### Work task
Within the records below, find each line that holds the string "early", then copy it.

+++ Input for this task

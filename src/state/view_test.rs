use super::*;

fn state(xp: f64, click_value: f64, upgrade_cost: f64, stage: u32) -> GameState {
    GameState { xp, click_value, upgrade_cost, stage }
}

// =============================================================
// format_number
// =============================================================

#[test]
fn integral_numbers_render_without_fraction() {
    assert_eq!(format_number(10.0), "10");
    assert_eq!(format_number(1250.0), "1250");
}

#[test]
fn fractional_numbers_keep_fraction() {
    assert_eq!(format_number(2.5), "2.5");
}

#[test]
fn zero_and_negative_zero_render_as_zero() {
    assert_eq!(format_number(0.0), "0");
    assert_eq!(format_number(-0.0), "0");
}

// =============================================================
// monster_src
// =============================================================

#[test]
fn monster_src_encodes_stage_and_timestamp() {
    assert_eq!(monster_src("/static", 3, 1_700_000_000_123), "/static/stage3.png?t=1700000000123");
}

#[test]
fn monster_src_trims_trailing_slash() {
    assert_eq!(monster_src("/assets/", 1, 5), "/assets/stage1.png?t=5");
}

// =============================================================
// GameView
// =============================================================

#[test]
fn equal_xp_and_cost_enables_upgrade() {
    let view = GameView::new(&state(10.0, 2.0, 10.0, 1), "/static", 42);
    assert_eq!(view.xp, "10");
    assert_eq!(view.click_value, "2");
    assert_eq!(view.upgrade_cost, "10");
    assert!(!view.upgrade_disabled);
    assert!(view.monster_src.contains("stage1"));
}

#[test]
fn xp_below_cost_disables_upgrade() {
    let view = GameView::new(&state(5.0, 1.0, 10.0, 1), "/static", 42);
    assert!(view.upgrade_disabled);
}

#[test]
fn upgrade_flag_follows_strict_comparison_across_values() {
    let cases = [(0.0, 0.0), (0.0, 10.0), (9.0, 10.0), (10.0, 10.0), (11.0, 10.0), (250.0, 1250.0), (1250.0, 1250.0)];
    for (xp, cost) in cases {
        let view = GameView::new(&state(xp, 1.0, cost, 1), "/static", 0);
        assert_eq!(view.upgrade_disabled, xp < cost, "xp={xp} cost={cost}");
    }
}

#[test]
fn same_state_and_time_produce_same_view() {
    let s = state(7.0, 2.0, 50.0, 2);
    assert_eq!(GameView::new(&s, "/static", 99), GameView::new(&s, "/static", 99));
}

#[test]
fn later_time_changes_only_cache_buster() {
    let s = state(7.0, 2.0, 50.0, 2);
    let early = GameView::new(&s, "/static", 1);
    let late = GameView::new(&s, "/static", 2);
    assert_eq!(early.xp, late.xp);
    assert_eq!(early.upgrade_disabled, late.upgrade_disabled);
    assert_eq!(early.monster_src, "/static/stage2.png?t=1");
    assert_eq!(late.monster_src, "/static/stage2.png?t=2");
}
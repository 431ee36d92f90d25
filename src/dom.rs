//! Browser wiring: element lookup, render target and event listeners.
//!
//! Requires a browser environment (`hydrate`). Native builds keep only the
//! element ids and `DomError` so the lookup contract stays testable.
//!
//! DESIGN
//! ======
//! Elements are looked up once in `GameElements::lookup` and handed to the
//! controller. Nothing reads the DOM by id after startup.

#[cfg(test)]
#[path = "dom_test.rs"]
mod dom_test;

#[cfg(feature = "hydrate")]
use std::cell::RefCell;
#[cfg(feature = "hydrate")]
use std::rc::Rc;

#[cfg(feature = "hydrate")]
use wasm_bindgen::{JsCast, closure::Closure};
#[cfg(feature = "hydrate")]
use web_sys::{Document, Element, HtmlButtonElement, HtmlImageElement};

#[cfg(feature = "hydrate")]
use crate::config::ClientConfig;
#[cfg(feature = "hydrate")]
use crate::controller::{Clock, Controller, RenderTarget};
#[cfg(feature = "hydrate")]
use crate::net::api::{self, Action};

pub const CLICK_BUTTON_ID: &str = "clickBtn";
pub const UPGRADE_BUTTON_ID: &str = "upgradeBtn";
pub const XP_ID: &str = "xp";
pub const CLICK_VALUE_ID: &str = "click_value";
pub const UPGRADE_COST_ID: &str = "upgrade_cost";
pub const MONSTER_ID: &str = "monster";

/// Every element id the page must provide at load time.
pub const REQUIRED_IDS: [&str; 6] =
    [CLICK_BUTTON_ID, UPGRADE_BUTTON_ID, XP_ID, CLICK_VALUE_ID, UPGRADE_COST_ID, MONSTER_ID];

#[derive(Debug, Clone, PartialEq, Eq, thiserror::Error)]
pub enum DomError {
    #[error("no global window")]
    NoWindow,
    #[error("window has no document")]
    NoDocument,
    #[error("missing element #{0}")]
    MissingElement(&'static str),
    #[error("element #{id} is not a {expected}")]
    WrongElementType { id: &'static str, expected: &'static str },
    #[error("failed to register listener: {0}")]
    Listener(String),
}

/// Handles to the game page elements.
#[cfg(feature = "hydrate")]
#[derive(Clone, Debug)]
pub struct GameElements {
    pub click_button: HtmlButtonElement,
    pub upgrade_button: HtmlButtonElement,
    pub xp: Element,
    pub click_value: Element,
    pub upgrade_cost: Element,
    pub monster: HtmlImageElement,
}

#[cfg(feature = "hydrate")]
impl GameElements {
    /// Look up all required elements in `document`.
    ///
    /// # Errors
    ///
    /// Returns `DomError::MissingElement` or `DomError::WrongElementType`
    /// for the first element that cannot be used.
    pub fn lookup(document: &Document) -> Result<Self, DomError> {
        Ok(Self {
            click_button: typed(document, CLICK_BUTTON_ID, "button")?,
            upgrade_button: typed(document, UPGRADE_BUTTON_ID, "button")?,
            xp: element(document, XP_ID)?,
            click_value: element(document, CLICK_VALUE_ID)?,
            upgrade_cost: element(document, UPGRADE_COST_ID)?,
            monster: typed(document, MONSTER_ID, "img")?,
        })
    }
}

#[cfg(feature = "hydrate")]
fn element(document: &Document, id: &'static str) -> Result<Element, DomError> {
    document.get_element_by_id(id).ok_or(DomError::MissingElement(id))
}

#[cfg(feature = "hydrate")]
fn typed<E: JsCast>(document: &Document, id: &'static str, expected: &'static str) -> Result<E, DomError> {
    element(document, id)?
        .dyn_into::<E>()
        .map_err(|_| DomError::WrongElementType { id, expected })
}

#[cfg(feature = "hydrate")]
impl RenderTarget for GameElements {
    fn set_xp(&mut self, text: &str) {
        self.xp.set_text_content(Some(text));
    }

    fn set_click_value(&mut self, text: &str) {
        self.click_value.set_text_content(Some(text));
    }

    fn set_upgrade_cost(&mut self, text: &str) {
        self.upgrade_cost.set_text_content(Some(text));
    }

    fn set_upgrade_disabled(&mut self, disabled: bool) {
        self.upgrade_button.set_disabled(disabled);
    }

    fn set_monster_src(&mut self, src: &str) {
        self.monster.set_src(src);
    }
}

/// `Date.now()`.
#[cfg(feature = "hydrate")]
#[derive(Clone, Copy, Debug, Default)]
pub struct BrowserClock;

#[cfg(feature = "hydrate")]
impl Clock for BrowserClock {
    #[allow(clippy::cast_possible_truncation, clippy::cast_sign_loss)]
    fn now_ms(&self) -> u64 {
        js_sys::Date::now().max(0.0) as u64
    }
}

#[cfg(feature = "hydrate")]
type SharedController = Rc<RefCell<Controller<GameElements, BrowserClock>>>;

/// Read config from `<body>` data attributes, falling back to defaults.
#[cfg(feature = "hydrate")]
fn read_config(document: &Document) -> ClientConfig {
    let Some(body) = document.body() else {
        return ClientConfig::default();
    };
    match ClientConfig::from_attributes(|name| body.get_attribute(name)) {
        Ok(config) => config,
        Err(err) => {
            log::warn!("{err}; using default client config");
            ClientConfig::default()
        }
    }
}

/// Bind the controller to the current document.
///
/// # Errors
///
/// Returns a `DomError` if the window, document or any required element is
/// unavailable, or a listener cannot be registered.
#[cfg(feature = "hydrate")]
pub fn attach() -> Result<(), DomError> {
    let window = web_sys::window().ok_or(DomError::NoWindow)?;
    let document = window.document().ok_or(DomError::NoDocument)?;
    let elements = GameElements::lookup(&document)?;
    let config = read_config(&document);
    log::debug!("client config: {config:?}");

    let click_button = elements.click_button.clone();
    let upgrade_button = elements.upgrade_button.clone();
    let controller: SharedController = Rc::new(RefCell::new(Controller::new(elements, BrowserClock, config)));

    bind(&click_button, Action::Click, &controller)?;
    bind(&upgrade_button, Action::Upgrade, &controller)?;
    Ok(())
}

#[cfg(feature = "hydrate")]
fn bind(button: &HtmlButtonElement, action: Action, controller: &SharedController) -> Result<(), DomError> {
    let controller = Rc::clone(controller);
    let handler = Closure::<dyn FnMut(web_sys::Event)>::new(move |_event: web_sys::Event| {
        let pending = controller.borrow_mut().begin(action);
        let controller = Rc::clone(&controller);
        wasm_bindgen_futures::spawn_local(async move {
            let result = api::post_action(&pending.url).await;
            controller.borrow_mut().finish(pending, result);
        });
    });
    button
        .add_event_listener_with_callback("click", handler.as_ref().unchecked_ref())
        .map_err(|e| DomError::Listener(format!("{e:?}")))?;
    // Listeners live as long as the page.
    handler.forget();
    Ok(())
}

++++++

### Solution to this exercise
    let early = GameView::new(&s, "/static", 1);
    assert_eq!(early.xp, late.xp);
    assert_eq!(early.upgrade_disabled, late.upgrade_disabled);
    assert_eq!(early.monster_src, "/static/stage2.png?t=1");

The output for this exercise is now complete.